This task calls for copying each line below that contains "positive".

(Stored data entries)
- Opening Delimiter -

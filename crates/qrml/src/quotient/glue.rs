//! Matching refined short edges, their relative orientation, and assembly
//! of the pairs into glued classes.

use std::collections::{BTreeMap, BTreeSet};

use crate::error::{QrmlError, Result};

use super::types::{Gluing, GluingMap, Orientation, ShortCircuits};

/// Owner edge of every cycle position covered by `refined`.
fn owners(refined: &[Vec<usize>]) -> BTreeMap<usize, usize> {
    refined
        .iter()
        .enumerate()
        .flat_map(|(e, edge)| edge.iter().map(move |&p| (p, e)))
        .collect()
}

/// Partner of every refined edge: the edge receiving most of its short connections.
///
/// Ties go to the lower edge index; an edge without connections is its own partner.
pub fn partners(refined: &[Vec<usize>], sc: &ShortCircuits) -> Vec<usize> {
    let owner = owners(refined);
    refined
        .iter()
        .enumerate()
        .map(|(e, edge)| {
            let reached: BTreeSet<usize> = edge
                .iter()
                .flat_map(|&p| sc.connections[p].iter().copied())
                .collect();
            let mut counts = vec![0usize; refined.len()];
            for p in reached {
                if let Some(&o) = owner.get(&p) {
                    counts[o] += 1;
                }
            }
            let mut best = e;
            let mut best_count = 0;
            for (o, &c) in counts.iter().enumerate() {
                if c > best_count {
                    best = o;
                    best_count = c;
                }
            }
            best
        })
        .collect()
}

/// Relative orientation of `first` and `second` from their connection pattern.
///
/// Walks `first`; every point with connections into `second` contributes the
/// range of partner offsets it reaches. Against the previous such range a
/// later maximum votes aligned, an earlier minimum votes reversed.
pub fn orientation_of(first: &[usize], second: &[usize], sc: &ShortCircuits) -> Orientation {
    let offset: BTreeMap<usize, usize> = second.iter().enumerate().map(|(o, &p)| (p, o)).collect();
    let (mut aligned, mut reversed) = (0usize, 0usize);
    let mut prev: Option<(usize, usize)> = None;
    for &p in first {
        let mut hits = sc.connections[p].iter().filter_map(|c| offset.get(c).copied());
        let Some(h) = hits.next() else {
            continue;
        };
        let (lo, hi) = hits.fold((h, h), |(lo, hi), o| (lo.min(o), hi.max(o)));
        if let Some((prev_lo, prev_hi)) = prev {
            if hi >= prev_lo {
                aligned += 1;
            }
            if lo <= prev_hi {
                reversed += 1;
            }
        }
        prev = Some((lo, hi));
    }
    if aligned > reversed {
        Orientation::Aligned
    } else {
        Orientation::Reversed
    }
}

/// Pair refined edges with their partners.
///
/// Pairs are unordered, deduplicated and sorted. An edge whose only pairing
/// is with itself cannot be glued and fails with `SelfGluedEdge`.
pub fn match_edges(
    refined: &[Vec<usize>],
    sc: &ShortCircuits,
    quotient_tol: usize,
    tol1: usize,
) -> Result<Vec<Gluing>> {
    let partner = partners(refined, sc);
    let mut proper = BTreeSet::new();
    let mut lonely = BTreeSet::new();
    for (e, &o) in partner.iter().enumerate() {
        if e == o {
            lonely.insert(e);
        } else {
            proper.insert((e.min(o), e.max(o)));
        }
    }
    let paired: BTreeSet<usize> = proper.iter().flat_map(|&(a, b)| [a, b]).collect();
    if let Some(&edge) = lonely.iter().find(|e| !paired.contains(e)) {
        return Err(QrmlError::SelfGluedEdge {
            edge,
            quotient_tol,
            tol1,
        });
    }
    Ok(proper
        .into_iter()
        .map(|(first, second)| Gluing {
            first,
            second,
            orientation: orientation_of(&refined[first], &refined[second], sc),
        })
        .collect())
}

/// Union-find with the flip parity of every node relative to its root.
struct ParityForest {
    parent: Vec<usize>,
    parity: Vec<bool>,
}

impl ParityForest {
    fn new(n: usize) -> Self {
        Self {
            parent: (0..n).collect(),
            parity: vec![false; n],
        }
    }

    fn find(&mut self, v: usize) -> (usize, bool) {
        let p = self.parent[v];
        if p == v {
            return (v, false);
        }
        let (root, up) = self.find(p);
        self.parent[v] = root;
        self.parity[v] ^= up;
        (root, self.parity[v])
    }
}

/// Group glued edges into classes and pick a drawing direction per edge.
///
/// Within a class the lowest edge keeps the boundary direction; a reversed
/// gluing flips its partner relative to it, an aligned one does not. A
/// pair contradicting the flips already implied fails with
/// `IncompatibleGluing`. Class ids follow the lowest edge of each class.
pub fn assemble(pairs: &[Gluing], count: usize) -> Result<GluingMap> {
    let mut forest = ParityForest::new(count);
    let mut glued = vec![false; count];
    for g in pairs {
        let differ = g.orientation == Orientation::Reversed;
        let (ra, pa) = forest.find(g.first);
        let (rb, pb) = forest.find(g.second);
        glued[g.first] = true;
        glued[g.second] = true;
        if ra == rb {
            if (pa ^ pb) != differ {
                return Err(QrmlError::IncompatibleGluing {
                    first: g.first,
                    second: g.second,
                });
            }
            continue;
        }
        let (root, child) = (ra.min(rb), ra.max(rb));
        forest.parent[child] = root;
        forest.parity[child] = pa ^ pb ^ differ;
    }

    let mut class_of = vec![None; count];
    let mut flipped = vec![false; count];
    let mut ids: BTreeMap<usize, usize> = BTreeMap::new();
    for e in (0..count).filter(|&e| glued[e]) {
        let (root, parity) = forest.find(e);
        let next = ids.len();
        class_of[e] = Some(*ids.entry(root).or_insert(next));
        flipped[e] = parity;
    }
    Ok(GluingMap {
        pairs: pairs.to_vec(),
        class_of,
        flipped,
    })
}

- Closing Delimiter -
- Opening Delimiter -

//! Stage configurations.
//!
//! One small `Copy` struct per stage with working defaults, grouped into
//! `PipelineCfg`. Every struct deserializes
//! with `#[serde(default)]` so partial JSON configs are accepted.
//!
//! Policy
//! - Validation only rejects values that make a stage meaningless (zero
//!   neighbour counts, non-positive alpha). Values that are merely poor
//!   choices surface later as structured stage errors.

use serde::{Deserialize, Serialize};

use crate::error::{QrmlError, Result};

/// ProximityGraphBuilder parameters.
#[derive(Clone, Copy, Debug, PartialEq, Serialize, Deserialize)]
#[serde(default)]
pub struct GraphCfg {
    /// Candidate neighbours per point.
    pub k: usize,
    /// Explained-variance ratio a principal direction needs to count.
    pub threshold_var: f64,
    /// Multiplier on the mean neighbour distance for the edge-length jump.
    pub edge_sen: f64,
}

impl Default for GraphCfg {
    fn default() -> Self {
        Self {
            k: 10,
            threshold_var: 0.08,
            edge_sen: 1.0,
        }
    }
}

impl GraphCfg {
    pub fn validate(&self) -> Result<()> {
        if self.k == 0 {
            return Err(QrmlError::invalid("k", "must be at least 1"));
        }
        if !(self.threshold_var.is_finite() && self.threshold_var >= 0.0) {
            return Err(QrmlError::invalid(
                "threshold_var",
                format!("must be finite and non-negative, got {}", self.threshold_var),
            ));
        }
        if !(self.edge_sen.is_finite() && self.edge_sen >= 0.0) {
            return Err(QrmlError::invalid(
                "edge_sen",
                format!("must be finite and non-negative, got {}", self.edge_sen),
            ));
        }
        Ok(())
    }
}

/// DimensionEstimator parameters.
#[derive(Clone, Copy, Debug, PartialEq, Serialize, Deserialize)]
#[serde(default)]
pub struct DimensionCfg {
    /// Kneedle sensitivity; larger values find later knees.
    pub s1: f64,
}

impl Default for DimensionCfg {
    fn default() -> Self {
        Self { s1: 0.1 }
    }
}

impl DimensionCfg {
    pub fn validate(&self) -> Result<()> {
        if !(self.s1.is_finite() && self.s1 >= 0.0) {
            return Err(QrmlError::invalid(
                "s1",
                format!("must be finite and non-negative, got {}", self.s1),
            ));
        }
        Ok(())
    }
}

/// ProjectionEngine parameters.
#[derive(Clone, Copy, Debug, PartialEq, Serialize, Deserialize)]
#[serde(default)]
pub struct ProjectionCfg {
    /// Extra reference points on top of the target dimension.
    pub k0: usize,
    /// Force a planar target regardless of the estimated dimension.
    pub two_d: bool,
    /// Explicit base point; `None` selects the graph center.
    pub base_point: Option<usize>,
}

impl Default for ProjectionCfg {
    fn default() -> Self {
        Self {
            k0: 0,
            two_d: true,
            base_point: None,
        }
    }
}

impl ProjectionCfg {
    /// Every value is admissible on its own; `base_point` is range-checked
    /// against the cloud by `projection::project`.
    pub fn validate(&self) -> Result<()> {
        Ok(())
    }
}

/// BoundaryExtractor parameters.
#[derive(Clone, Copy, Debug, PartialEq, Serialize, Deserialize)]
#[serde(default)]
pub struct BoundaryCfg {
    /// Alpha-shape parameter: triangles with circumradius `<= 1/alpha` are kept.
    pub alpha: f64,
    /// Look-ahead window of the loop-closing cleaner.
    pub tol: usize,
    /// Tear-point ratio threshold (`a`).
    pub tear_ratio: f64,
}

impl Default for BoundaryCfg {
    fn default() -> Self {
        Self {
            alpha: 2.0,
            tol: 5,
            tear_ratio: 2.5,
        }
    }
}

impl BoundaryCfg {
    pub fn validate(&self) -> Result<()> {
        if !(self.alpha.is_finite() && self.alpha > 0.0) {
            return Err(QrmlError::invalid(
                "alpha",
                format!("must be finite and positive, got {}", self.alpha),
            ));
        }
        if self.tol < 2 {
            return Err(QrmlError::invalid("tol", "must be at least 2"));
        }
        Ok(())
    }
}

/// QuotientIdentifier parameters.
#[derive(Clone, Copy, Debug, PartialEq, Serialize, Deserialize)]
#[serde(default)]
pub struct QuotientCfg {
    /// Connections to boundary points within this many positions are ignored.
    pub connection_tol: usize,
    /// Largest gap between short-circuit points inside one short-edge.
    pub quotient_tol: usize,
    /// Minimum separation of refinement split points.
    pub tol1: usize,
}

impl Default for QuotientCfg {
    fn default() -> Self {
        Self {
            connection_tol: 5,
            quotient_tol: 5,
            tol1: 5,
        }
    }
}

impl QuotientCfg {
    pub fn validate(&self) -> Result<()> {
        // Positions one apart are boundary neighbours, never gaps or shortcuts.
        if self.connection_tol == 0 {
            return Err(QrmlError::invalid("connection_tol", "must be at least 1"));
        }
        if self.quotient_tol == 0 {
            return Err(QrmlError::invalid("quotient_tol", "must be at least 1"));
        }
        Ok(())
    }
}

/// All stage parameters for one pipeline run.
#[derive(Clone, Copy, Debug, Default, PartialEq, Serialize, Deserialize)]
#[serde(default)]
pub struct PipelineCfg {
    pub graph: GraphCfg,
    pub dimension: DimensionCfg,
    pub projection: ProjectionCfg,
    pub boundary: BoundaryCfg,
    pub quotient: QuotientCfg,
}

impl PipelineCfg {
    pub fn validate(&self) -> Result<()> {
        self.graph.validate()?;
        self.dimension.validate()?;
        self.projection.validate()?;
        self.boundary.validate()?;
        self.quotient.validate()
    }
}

- Closing Delimiter -

§ **Task solution**
//!   neighbour counts, non-positive alpha). Values that are merely poor
                format!("must be finite and positive, got {}", self.alpha),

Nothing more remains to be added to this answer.